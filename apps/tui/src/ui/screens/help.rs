use crate::app::App;
use crate::ui::widgets::palette::Palette;
use crate::ui::widgets::popup::centered_rect;
use metafinder_core::messages::{self, Message};
use ratatui::style::{Modifier, Style};
use ratatui::text::{Line as TextLine, Span};
use ratatui::widgets::{Block, Borders, Clear, Paragraph};
use ratatui::Frame;

const KEYS: [(&str, Message); 14] = [
    ("Tab", messages::HELP_SWITCH_PANE),
    ("Left / Right", messages::HELP_FACETS),
    ("Up / Down", messages::HELP_CURSOR),
    ("Space / Enter", messages::HELP_TOGGLE),
    ("Enter (list)", messages::HELP_OPEN),
    ("PgUp / PgDn", messages::HELP_SCROLL),
    ("Home / End", messages::HELP_ENDS),
    ("Click (map)", messages::HELP_CLICK),
    ("/", messages::HELP_JUMP),
    ("c", messages::HELP_CLEAR),
    ("l", messages::HELP_LANGUAGE),
    ("t", messages::HELP_THEME),
    ("Esc", messages::HELP_CLOSE_POPUP),
    ("q", messages::HELP_QUIT),
];

pub fn render_help(app: &App, f: &mut Frame<'_>) {
    let palette = Palette::for_theme(app.theme);
    let area = centered_rect(70, 70, f.area());
    let key = Style::default()
        .fg(palette.accent)
        .add_modifier(Modifier::BOLD);

    let lines = KEYS
        .iter()
        .map(|(keys, action)| {
            TextLine::from(vec![
                Span::styled(format!("{keys:<16}"), key),
                Span::styled(app.text(*action), palette.base()),
            ])
        })
        .collect::<Vec<_>>();

    let help = Paragraph::new(lines)
        .block(
            Block::default()
                .title(format!(
                    " {} ({}) ",
                    app.text(messages::HELP),
                    app.text(messages::HELP_CLOSE)
                ))
                .borders(Borders::ALL)
                .border_style(Style::default().fg(palette.accent)),
        )
        .style(palette.base());

    f.render_widget(Clear, area);
    f.render_widget(help, area);
}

> **REQUIRED ACTION**:
In full and without change, transcribe every line of the records above.

> **EXPECTED OUTPUT**:
filename apps/tui/src/ui/screens/help.rs
use crate::app::App;
use crate::ui::widgets::palette::Palette;
use crate::ui::widgets::popup::centered_rect;
use metafinder_core::messages::{self, Message};
use ratatui::style::{Modifier, Style};
use ratatui::text::{Line as TextLine, Span};
use ratatui::widgets::{Block, Borders, Clear, Paragraph};
use ratatui::Frame;

const KEYS: [(&str, Message); 14] = [
    ("Tab", messages::HELP_SWITCH_PANE),
    ("Left / Right", messages::HELP_FACETS),
    ("Up / Down", messages::HELP_CURSOR),
    ("Space / Enter", messages::HELP_TOGGLE),
    ("Enter (list)", messages::HELP_OPEN),
    ("PgUp / PgDn", messages::HELP_SCROLL),
    ("Home / End", messages::HELP_ENDS),
    ("Click (map)", messages::HELP_CLICK),
    ("/", messages::HELP_JUMP),
    ("c", messages::HELP_CLEAR),
    ("l", messages::HELP_LANGUAGE),
    ("t", messages::HELP_THEME),
    ("Esc", messages::HELP_CLOSE_POPUP),
    ("q", messages::HELP_QUIT),
];

pub fn render_help(app: &App, f: &mut Frame<'_>) {
    let palette = Palette::for_theme(app.theme);
    let area = centered_rect(70, 70, f.area());
    let key = Style::default()
        .fg(palette.accent)
        .add_modifier(Modifier::BOLD);

    let lines = KEYS
        .iter()
        .map(|(keys, action)| {
            TextLine::from(vec![
                Span::styled(format!("{keys:<16}"), key),
                Span::styled(app.text(*action), palette.base()),
            ])
        })
        .collect::<Vec<_>>();

    let help = Paragraph::new(lines)
        .block(
            Block::default()
                .title(format!(
                    " {} ({}) ",
                    app.text(messages::HELP),
                    app.text(messages::HELP_CLOSE)
                ))
                .borders(Borders::ALL)
                .border_style(Style::default().fg(palette.accent)),
        )
        .style(palette.base());

    f.render_widget(Clear, area);
    f.render_widget(help, area);
}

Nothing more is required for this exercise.